| Data to process |

______

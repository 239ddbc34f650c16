use crate::settings::store::StoreError;
use axum::{
    extract::rejection::JsonRejection,
    http::StatusCode,
    response::{IntoResponse, Response},
    Json,
};
use serde::Serialize;
use thiserror::Error;

#[derive(Debug, Error)]
pub enum AppError {
    #[error("unauthorized")]
    Unauthorized,
    #[error("{0}")]
    InvalidInput(String),
    #[error("{0}")]
    AccessDenied(String),
    #[error("{0}")]
    NotFound(String),
    #[error("request too large")]
    RequestTooLarge,
    #[error("internal error: {0}")]
    Internal(String),
}

#[derive(Debug, Serialize)]
pub struct ErrorBody {
    pub error: String,
    pub code: &'static str,
}

impl AppError {
    pub fn code(&self) -> &'static str {
        match self {
            AppError::Unauthorized => "Unauthorized",
            AppError::InvalidInput(_) => "InvalidInput",
            AppError::AccessDenied(_) => "AccessDenied",
            AppError::NotFound(_) => "NotFound",
            AppError::RequestTooLarge => "RequestTooLarge",
            AppError::Internal(_) => "Internal",
        }
    }

    pub fn status(&self) -> StatusCode {
        match self {
            AppError::Unauthorized => StatusCode::UNAUTHORIZED,
            AppError::InvalidInput(_) => StatusCode::BAD_REQUEST,
            AppError::AccessDenied(_) => StatusCode::FORBIDDEN,
            AppError::NotFound(_) => StatusCode::NOT_FOUND,
            AppError::RequestTooLarge => StatusCode::PAYLOAD_TOO_LARGE,
            AppError::Internal(_) => StatusCode::INTERNAL_SERVER_ERROR,
        }
    }

    pub fn io(err: std::io::Error) -> Self {
        AppError::Internal(err.to_string())
    }
}

impl From<StoreError> for AppError {
    fn from(err: StoreError) -> Self {
        AppError::Internal(err.to_string())
    }
}

impl From<JsonRejection> for AppError {
    fn from(rejection: JsonRejection) -> Self {
        if rejection.status() == StatusCode::PAYLOAD_TOO_LARGE {
            AppError::RequestTooLarge
        } else {
            AppError::InvalidInput(rejection.body_text())
        }
    }
}

pub type AppResult<T> = Result<T, AppError>;

impl IntoResponse for AppError {
    fn into_response(self) -> Response {
        if let AppError::Internal(msg) = &self {
            tracing::error!(error = %msg, "request failed");
        }
        let body = ErrorBody { code: self.code(), error: self.to_string() };
        (self.status(), Json(body)).into_response()
    }
}
use super::{access_denied, caption_path_for, required_path, JsonBody};
use crate::{
    errors::{AppError, AppResult},
    security,
    server::AppState,
};
use axum::{extract::State, Json};
use serde::Deserialize;
use serde_json::{json, Value};
use std::fs;
use std::path::Path;

const INVALID_IMAGE: &str = "Invalid image path";

const MEDIA_EXTENSIONS: &[&str] = &["jpg", "jpeg", "png", "bmp", "gif", "tiff", "webp", "mp4", "mp3", "wav"];

#[derive(Debug, Deserialize)]
#[serde(rename_all = "camelCase")]
pub struct ImageRequest {
    #[serde(default)]
    pub img_path: Option<String>,
}

#[derive(Debug, Deserialize)]
#[serde(rename_all = "camelCase")]
pub struct CaptionUpdate {
    #[serde(default)]
    pub img_path: Option<String>,
    #[serde(default)]
    pub caption: String,
}

pub fn is_media_file(path: &Path) -> bool {
    path.extension()
        .and_then(|e| e.to_str())
        .map(|e| MEDIA_EXTENSIONS.iter().any(|m| e.eq_ignore_ascii_case(m)))
        .unwrap_or(false)
}

/// Writes the caption sidecar next to an existing dataset image.
pub async fn save_caption(State(state): State<AppState>, JsonBody(req): JsonBody<CaptionUpdate>) -> AppResult<Json<Value>> {
    let img = required_path(req.img_path.as_deref(), INVALID_IMAGE)?;
    let root = state.settings.datasets_root().await?;

    if !security::is_inside(&root, &img) {
        return Err(access_denied(&img, &[&root]));
    }
    if !img.exists() {
        return Err(AppError::NotFound("Image does not exist".into()));
    }

    let caption_path = caption_path_for(&img);
    if !security::is_inside(&root, &caption_path) {
        return Err(access_denied(&caption_path, &[&root]));
    }
    fs::write(&caption_path, req.caption.as_bytes()).map_err(AppError::io)?;
    tracing::debug!(caption = %caption_path.display(), "caption saved");
    Ok(Json(json!({"success": true})))
}

/// Caption text for a dataset image; empty when no sidecar exists yet.
pub async fn get_caption(State(state): State<AppState>, JsonBody(req): JsonBody<ImageRequest>) -> AppResult<String> {
    let img = required_path(req.img_path.as_deref(), INVALID_IMAGE)?;
    let root = state.settings.datasets_root().await?;

    if !security::is_inside(&root, &img) {
        return Err(access_denied(&img, &[&root]));
    }
    let caption_path = caption_path_for(&img);
    if !security::is_inside(&root, &caption_path) {
        return Err(access_denied(&caption_path, &[&root]));
    }

    if !caption_path.exists() {
        return Ok(String::new());
    }
    let bytes = fs::read(&caption_path).map_err(AppError::io)?;
    Ok(String::from_utf8_lossy(&bytes).into_owned())
}

/// Deletes a media file from a dataset or training folder along with its
/// caption sidecar.
pub async fn delete_image(State(state): State<AppState>, JsonBody(req): JsonBody<ImageRequest>) -> AppResult<Json<Value>> {
    let img = required_path(req.img_path.as_deref(), INVALID_IMAGE)?;
    let datasets = state.settings.datasets_root().await?;
    let training = state.settings.training_folder().await?;
    let roots = [datasets.as_path(), training.as_path()];

    if !security::is_inside_any(roots, &img) {
        return Err(access_denied(&img, &roots));
    }
    if !is_media_file(&img) {
        return Err(AppError::InvalidInput("Not an image".into()));
    }
    if !img.exists() {
        return Ok(Json(json!({"success": true})));
    }

    let caption_path = caption_path_for(&img);
    let has_caption = caption_path.exists();
    if has_caption && !security::is_inside_any(roots, &caption_path) {
        return Err(access_denied(&caption_path, &roots));
    }

    fs::remove_file(&img).map_err(AppError::io)?;
    if has_caption {
        fs::remove_file(&caption_path).map_err(AppError::io)?;
    }
    tracing::info!(image = %img.display(), caption = has_caption, "image deleted");
    Ok(Json(json!({"success": true})))
}
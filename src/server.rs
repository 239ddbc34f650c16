use crate::{
    config::Config,
    handlers::{datasets, images, settings as settings_api},
    security,
    settings::{store::SettingsStore, SettingsCache},
};
use axum::{
    extract::{DefaultBodyLimit, Request, State},
    http::{HeaderValue, StatusCode},
    middleware::{self, Next},
    response::{IntoResponse, Response},
    routing::{get, post},
    Json, Router,
};
use serde_json::json;
use std::{sync::Arc, time::Instant};
use tower::ServiceBuilder;
use tower_http::{limit::RequestBodyLimitLayer, trace::TraceLayer};

#[derive(Clone)]
pub struct AppState {
    pub cfg: Arc<Config>,
    pub settings: Arc<SettingsCache>,
    pub store: Arc<dyn SettingsStore>,
}

pub async fn serve(state: AppState) -> anyhow::Result<()> {
    let addr: std::net::SocketAddr =
        format!("{}:{}", state.cfg.server.bind_addr, state.cfg.server.port).parse()?;
    let app = build_router(state);
    let listener = tokio::net::TcpListener::bind(addr).await?;
    tracing::info!(addr = %addr, "listening");
    axum::serve(listener, app).await?;
    Ok(())
}

pub fn build_router(state: AppState) -> Router {
    let request_limit = state.cfg.limits.max_request_kb * 1024;
    let upload_limit = state.cfg.limits.max_upload_mb * 1024 * 1024;

    let json_routes = Router::new()
        .route("/api/datasets/create", post(datasets::create))
        .route("/api/datasets/delete", post(datasets::delete))
        .route("/api/img/caption", post(images::save_caption))
        .route("/api/img/delete", post(images::delete_image))
        .route("/api/caption/get", post(images::get_caption))
        .route("/api/settings", get(settings_api::show).post(settings_api::update))
        .layer(RequestBodyLimitLayer::new(request_limit));

    let upload_routes = Router::new()
        .route("/api/datasets/upload", post(datasets::upload))
        .layer(
            ServiceBuilder::new()
                .layer(DefaultBodyLimit::max(upload_limit))
                .layer(RequestBodyLimitLayer::new(upload_limit)),
        );

    Router::new()
        .merge(json_routes)
        .merge(upload_routes)
        .route_layer(middleware::from_fn_with_state(state.clone(), authorize))
        .route("/healthz", get(health))
        .layer(
            ServiceBuilder::new()
                .layer(TraceLayer::new_for_http())
                .layer(middleware::from_fn(audit)),
        )
        .with_state(state)
}

async fn health() -> impl IntoResponse {
    (StatusCode::OK, Json(json!({"status": "ok"})))
}

async fn authorize(State(state): State<AppState>, req: Request, next: Next) -> Response {
    if let Some(expected) = state.cfg.bearer_token() {
        if let Err(e) = security::require_bearer(req.headers(), expected) {
            return e.into_response();
        }
    }
    next.run(req).await
}

async fn audit(req: Request, next: Next) -> Response {
    let started = Instant::now();
    let request_id = uuid::Uuid::new_v4().to_string();
    let method = req.method().clone();
    let path = req.uri().path().to_string();

    let mut resp = next.run(req).await;

    let status = resp.status();
    let decision = match status {
        s if s.is_success() => "allow",
        StatusCode::UNAUTHORIZED | StatusCode::FORBIDDEN => "deny",
        _ => "error",
    };
    audit_end(
        &request_id,
        method.as_str(),
        &path,
        decision,
        status.as_u16(),
        started.elapsed().as_millis() as u64,
    );
    if let Ok(v) = HeaderValue::from_str(&request_id) {
        resp.headers_mut().insert("x-request-id", v);
    }
    resp
}

fn audit_end(request_id: &str, method: &str, path: &str, decision: &str, status: u16, duration_ms: u64) {
    tracing::info!(
        request_id = request_id,
        method = method,
        path = path,
        decision = decision,
        status = status,
        duration_ms = duration_ms,
        "audit"
    );
}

______

| Activity |
The line with "fn from(rejection: JsonRejection)" marks the end; reproduce exactly every line from the start of the entries up to it, that line included.

| Finished exercise |
repository 239ddbc34f650c16
use crate::settings::store::StoreError;
use axum::{
    extract::rejection::JsonRejection,
    http::StatusCode,
    response::{IntoResponse, Response},
    Json,
};
use serde::Serialize;
use thiserror::Error;

#[derive(Debug, Error)]
pub enum AppError {
    #[error("unauthorized")]
    Unauthorized,
    #[error("{0}")]
    InvalidInput(String),
    #[error("{0}")]
    AccessDenied(String),
    #[error("{0}")]
    NotFound(String),
    #[error("request too large")]
    RequestTooLarge,
    #[error("internal error: {0}")]
    Internal(String),
}

#[derive(Debug, Serialize)]
pub struct ErrorBody {
    pub error: String,
    pub code: &'static str,
}

impl AppError {
    pub fn code(&self) -> &'static str {
        match self {
            AppError::Unauthorized => "Unauthorized",
            AppError::InvalidInput(_) => "InvalidInput",
            AppError::AccessDenied(_) => "AccessDenied",
            AppError::NotFound(_) => "NotFound",
            AppError::RequestTooLarge => "RequestTooLarge",
            AppError::Internal(_) => "Internal",
        }
    }

    pub fn status(&self) -> StatusCode {
        match self {
            AppError::Unauthorized => StatusCode::UNAUTHORIZED,
            AppError::InvalidInput(_) => StatusCode::BAD_REQUEST,
            AppError::AccessDenied(_) => StatusCode::FORBIDDEN,
            AppError::NotFound(_) => StatusCode::NOT_FOUND,
            AppError::RequestTooLarge => StatusCode::PAYLOAD_TOO_LARGE,
            AppError::Internal(_) => StatusCode::INTERNAL_SERVER_ERROR,
        }
    }

    pub fn io(err: std::io::Error) -> Self {
        AppError::Internal(err.to_string())
    }
}

impl From<StoreError> for AppError {
    fn from(err: StoreError) -> Self {
        AppError::Internal(err.to_string())
    }
}

impl From<JsonRejection> for AppError {
    fn from(rejection: JsonRejection) -> Self {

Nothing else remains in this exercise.